The woman and a male colleague were trying to break up a scuffle between two prisoners when she was struck by a blow that opened cuts on her face.

Her colleague was left with an agonising three-month wait for test results after the other prisoner spat blood in his face.

The assault happened in the video court facility, where prisoners appear in court via video link.

WA Prison Officers’ Union secretary John Welch said the incident highlighted the grave dangers involved in working in a prison, such as potential exposure to blood-borne diseases.

“An assault of these sorts has a big impact beyond the physical injuries,” he said.

“There are psychological implications too - being assaulted is quite a confronting experience.

“The officer who had blood spat in his face is going to have considerable stress in his life for the next three months while he waits for results.”

Mr Welch said he expected the two prison officers to press charges.

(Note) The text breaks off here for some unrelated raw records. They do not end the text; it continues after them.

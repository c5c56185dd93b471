use std::convert::TryFrom;
use std::mem;
use std::path::{Path, PathBuf};
use std::sync::Arc;

use anyhow::{anyhow, Context, Result};
use async_trait::async_trait;
use parking_lot::Mutex;
use pdfium_render::prelude::*;
use readalong_core::{
    DocumentInfo, DocumentMetadata, DocumentProvider, PageSize, PageSource, RenderImage,
    RenderRequest,
};
use tracing::{debug, instrument, warn};

pub struct PdfiumRenderFactory {
    pdfium: Arc<Pdfium>,
}

impl PdfiumRenderFactory {
    pub fn new() -> Result<Self> {
        let pdfium = match bind_pdfium_from_build_hint() {
            Some(pdfium) => pdfium,
            None => bind_pdfium_default()?,
        };
        Ok(Self {
            pdfium: Arc::new(pdfium),
        })
    }
}

#[async_trait]
impl DocumentProvider for PdfiumRenderFactory {
    #[instrument(skip(self))]
    async fn open(&self, path: &Path) -> Result<Arc<dyn PageSource>> {
        let absolute = path
            .canonicalize()
            .with_context(|| format!("failed to resolve path for {:?}", path))?;
        let info = build_document_info(&self.pdfium, &absolute)?;
        debug!(pages = info.page_count(), "document opened");
        Ok(Arc::new(PdfiumDocument::new(
            Arc::clone(&self.pdfium),
            absolute,
            info,
        )))
    }
}

struct PdfiumDocument {
    // Declared before `pdfium`: fields drop in declaration order, and the
    // document borrows the bindings.
    document: Mutex<Option<PdfDocument<'static>>>,
    pdfium: Arc<Pdfium>,
    path: PathBuf,
    info: DocumentInfo,
}

impl PdfiumDocument {
    fn new(pdfium: Arc<Pdfium>, path: PathBuf, info: DocumentInfo) -> Self {
        Self {
            document: Mutex::new(None),
            pdfium,
            path,
            info,
        }
    }

    fn open_document(&self) -> Result<PdfDocument<'static>> {
        let document = self
            .pdfium
            .load_pdf_from_file(&self.path, None)
            .with_context(|| format!("failed to open {:?}", self.path))?;
        // SAFETY: the document only lives inside `self.document`, which is
        // dropped before `self.pdfium`, so the bindings outlive it.
        let document = unsafe { mem::transmute::<PdfDocument<'_>, PdfDocument<'static>>(document) };
        Ok(document)
    }

    fn with_document<R, F>(&self, f: F) -> Result<R>
    where
        F: FnOnce(&PdfDocument<'static>) -> Result<R>,
    {
        let mut guard = self.document.lock();
        let document = match guard.take() {
            Some(document) => document,
            None => self.open_document()?,
        };
        let result = f(&document);
        *guard = Some(document);
        result
    }

    fn render_internal(
        &self,
        document: &PdfDocument<'_>,
        request: &RenderRequest,
    ) -> Result<RenderImage> {
        let page_index = request
            .page_number
            .checked_sub(1)
            .and_then(|index| PdfPageIndex::try_from(index).ok())
            .ok_or_else(|| anyhow!("page {} is out of supported range", request.page_number))?;
        let page = document
            .pages()
            .get(page_index)
            .with_context(|| format!("page {} out of range", request.page_number))?;

        let config = PdfRenderConfig::new().set_target_width(target_width(request.target_width));
        let bitmap = page
            .render_with_config(&config)
            .with_context(|| format!("failed to render page {}", request.page_number))?;
        let pixels = bitmap.as_image().to_rgba8().into_raw();

        Ok(RenderImage {
            width: u32::try_from(bitmap.width()).unwrap_or_default(),
            height: u32::try_from(bitmap.height()).unwrap_or_default(),
            pixels,
        })
    }
}

impl PageSource for PdfiumDocument {
    fn info(&self) -> &DocumentInfo {
        &self.info
    }

    #[instrument(skip(self), fields(path = %self.path.display()))]
    fn render_page(&self, request: RenderRequest) -> Result<RenderImage> {
        self.with_document(|document| self.render_internal(document, &request))
    }
}

fn target_width(width: u32) -> Pixels {
    Pixels::try_from(width.max(1)).unwrap_or(Pixels::MAX)
}

fn build_document_info(pdfium: &Pdfium, path: &Path) -> Result<DocumentInfo> {
    let document = pdfium
        .load_pdf_from_file(path, None)
        .with_context(|| format!("failed to open {:?}", path))?;

    let page_sizes = document
        .pages()
        .iter()
        .map(|page| PageSize {
            width: page.width().value,
            height: page.height().value,
        })
        .collect();

    let metadata = document.metadata();
    let title = metadata
        .get(PdfDocumentMetadataTagType::Title)
        .map(|t| t.value().to_owned());
    let author = metadata
        .get(PdfDocumentMetadataTagType::Author)
        .map(|t| t.value().to_owned());

    Ok(DocumentInfo {
        path: path.to_path_buf(),
        page_sizes,
        metadata: DocumentMetadata { title, author },
    })
}

pub type PdfRenderFactory = PdfiumRenderFactory;

fn bind_pdfium_from_build_hint() -> Option<Pdfium> {
    match option_env!("READALONG_PDFIUM_LIBRARY_PATH") {
        Some(path) if !path.is_empty() => match Pdfium::bind_to_library(path) {
            Ok(bindings) => Some(Pdfium::new(bindings)),
            Err(err) => {
                warn!(path, %err, "failed to load Pdfium from build-provided path");
                None
            }
        },
        _ => None,
    }
}

fn bind_pdfium_default() -> Result<Pdfium> {
    let cwd_path = Pdfium::pdfium_platform_library_name_at_path("./");
    let cwd_err = match Pdfium::bind_to_library(&cwd_path) {
        Ok(bindings) => return Ok(Pdfium::new(bindings)),
        Err(err) => err,
    };

    Pdfium::bind_to_system_library()
        .map(Pdfium::new)
        .map_err(|err| {
            anyhow!(
                "failed to bind to a pdfium library; ensure it is installed ({}: {}, system: {})",
                cwd_path.display(),
                cwd_err,
                err
            )
        })
}
use anyhow::{anyhow, Result};
use image::{imageops, Rgba, RgbaImage};
use readalong_core::{Fill, OverlayBox, RenderImage};

use crate::strip::PageStrip;

const BACKGROUND: Rgba<u8> = Rgba([40, 40, 40, 255]);

#[derive(Debug, Clone, Copy)]
pub struct Fills {
    pub active: Fill,
    pub inactive: Fill,
}

impl Fills {
    fn for_box(&self, overlay: &OverlayBox) -> Fill {
        if overlay.is_active {
            self.active
        } else {
            self.inactive
        }
    }
}

/// Assembles the strip rows `[offset, offset + height)` into one image.
/// `page_image` supplies rendered pages and `overlays` the boxes to blend
/// over each page, in draw order.
pub fn compose_viewport<P, O>(
    strip: &PageStrip,
    offset: u32,
    height: u32,
    fills: Fills,
    mut page_image: P,
    mut overlays: O,
) -> Result<RenderImage>
where
    P: FnMut(u32) -> Result<std::sync::Arc<RenderImage>>,
    O: FnMut(u32) -> Vec<OverlayBox>,
{
    let width = strip.width().max(1);
    let height = height.max(1);
    let mut canvas = RgbaImage::from_pixel(width, height, BACKGROUND);

    for slot in strip.visible(offset, height) {
        let top = i64::from(slot.top) - i64::from(offset);
        let rendered = page_image(slot.page)?;
        let page = RgbaImage::from_raw(rendered.width, rendered.height, rendered.pixels.clone())
            .ok_or_else(|| anyhow!("page {} image has a malformed buffer", slot.page))?;
        imageops::replace(&mut canvas, &page, 0, top);

        for overlay in overlays(slot.page) {
            let fill = fills.for_box(&overlay);
            if !fill.is_visible() {
                continue;
            }
            let pixels = overlay.rect.to_pixels(width as f32, slot.height as f32);
            fill_rect(
                &mut canvas,
                pixels.x,
                top as f32 + pixels.y,
                pixels.width,
                pixels.height,
                fill,
            );
        }
    }

    Ok(RenderImage {
        width,
        height,
        pixels: canvas.into_raw(),
    })
}

fn fill_rect(canvas: &mut RgbaImage, x: f32, y: f32, width: f32, height: f32, fill: Fill) {
    let clamp_x = |v: f32| v.clamp(0.0, canvas.width() as f32) as u32;
    let clamp_y = |v: f32| v.clamp(0.0, canvas.height() as f32) as u32;
    let x0 = clamp_x(x.floor());
    let x1 = clamp_x((x + width).ceil());
    let y0 = clamp_y(y.floor());
    let y1 = clamp_y((y + height).ceil());

    for py in y0..y1 {
        for px in x0..x1 {
            blend_pixel(canvas.get_pixel_mut(px, py), fill.rgb, fill.alpha);
        }
    }
}

fn blend_pixel(pixel: &mut Rgba<u8>, color: [u8; 3], alpha: f32) {
    let alpha = alpha.clamp(0.0, 1.0);
    let inv = 1.0 - alpha;
    for (channel, tint) in pixel.0.iter_mut().zip(color) {
        *channel = (*channel as f32 * inv + tint as f32 * alpha)
            .round()
            .clamp(0.0, 255.0) as u8;
    }
}

#[cfg(test)]
mod tests {
    use super::*;
    use readalong_core::{NormalizedBox, OverlayKey, PageSize, RegionRef};
    use std::sync::Arc;

    fn white_page(width: u32, height: u32) -> Arc<RenderImage> {
        Arc::new(RenderImage {
            width,
            height,
            pixels: vec![255; (width * height * 4) as usize],
        })
    }

    fn overlay(is_active: bool) -> OverlayBox {
        OverlayBox {
            key: OverlayKey {
                sentence: 1,
                slot: RegionRef {
                    sentence: 0,
                    region: 0,
                },
            },
            rect: NormalizedBox {
                left_pct: 0.0,
                top_pct: 0.0,
                width_pct: 50.0,
                height_pct: 50.0,
            },
            is_active,
            tooltip: Arc::from("one"),
            is_anchor: is_active,
        }
    }

    fn fills() -> Fills {
        Fills {
            active: Fill {
                rgb: [0, 0, 0],
                alpha: 0.5,
            },
            inactive: Fill {
                rgb: [0, 0, 0],
                alpha: 0.0,
            },
        }
    }

    fn pixel(image: &RenderImage, x: u32, y: u32) -> [u8; 4] {
        let idx = ((y * image.width + x) * 4) as usize;
        [
            image.pixels[idx],
            image.pixels[idx + 1],
            image.pixels[idx + 2],
            image.pixels[idx + 3],
        ]
    }

    fn square_strip() -> PageStrip {
        let square = PageSize {
            width: 100.0,
            height: 100.0,
        };
        PageStrip::layout(&[square, square], 10, 2)
    }

    #[test]
    fn active_boxes_are_tinted_and_inactive_left_alone() {
        let strip = square_strip();
        let image = compose_viewport(
            &strip,
            0,
            10,
            fills(),
            |_| Ok(white_page(10, 10)),
            |page| vec![overlay(page == 1)],
        )
        .unwrap();
        assert_eq!(pixel(&image, 1, 1), [128, 128, 128, 255]);
        assert_eq!(pixel(&image, 8, 8), [255, 255, 255, 255]);
    }

    #[test]
    fn viewport_spans_gap_between_pages() {
        let strip = square_strip();
        let image = compose_viewport(
            &strip,
            5,
            10,
            fills(),
            |_| Ok(white_page(10, 10)),
            |_| Vec::new(),
        )
        .unwrap();
        assert_eq!(image.height, 10);
        assert_eq!(pixel(&image, 0, 0), [255, 255, 255, 255]);
        assert_eq!(pixel(&image, 0, 5), BACKGROUND.0);
        assert_eq!(pixel(&image, 0, 7), [255, 255, 255, 255]);
    }

    #[test]
    fn render_failures_propagate() {
        let strip = square_strip();
        let result = compose_viewport(
            &strip,
            0,
            10,
            fills(),
            |page| Err(anyhow!("page {page} unavailable")),
            |_| Vec::new(),
        );
        assert!(result.is_err());
    }
}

He said the WAPOU had been trying to talk to the State Government since October about chronic overcrowding and staff shortages.

“Being a prison officer is dangerous work. Our prison officers deal with dangerous and violent offenders every day,” he said.

“The State Government can support prison officers by providing proper staffing levels at prisons, new prison facilities to deal with chronic overcrowding, and fair pay and conditions that respect the risks prison officers take.

“We are now seeing the Liberal Party run their election campaign on a law and order platform.

“It is essential that any measure that sees more offenders being held in our prisons is matched by the funding to keep our prisons safe for prisoners and officers.”

Tensions are said to be high at Hakea, where young juvenile offenders from the nearby Banksia Hill detention centre were moved in January after taking part in a violent rampage.

After the incident, 73 Banksia Hill detainees were moved to Hakea but the Department of Corrective Services revealed last week that 140 young offenders were now incarcerated there.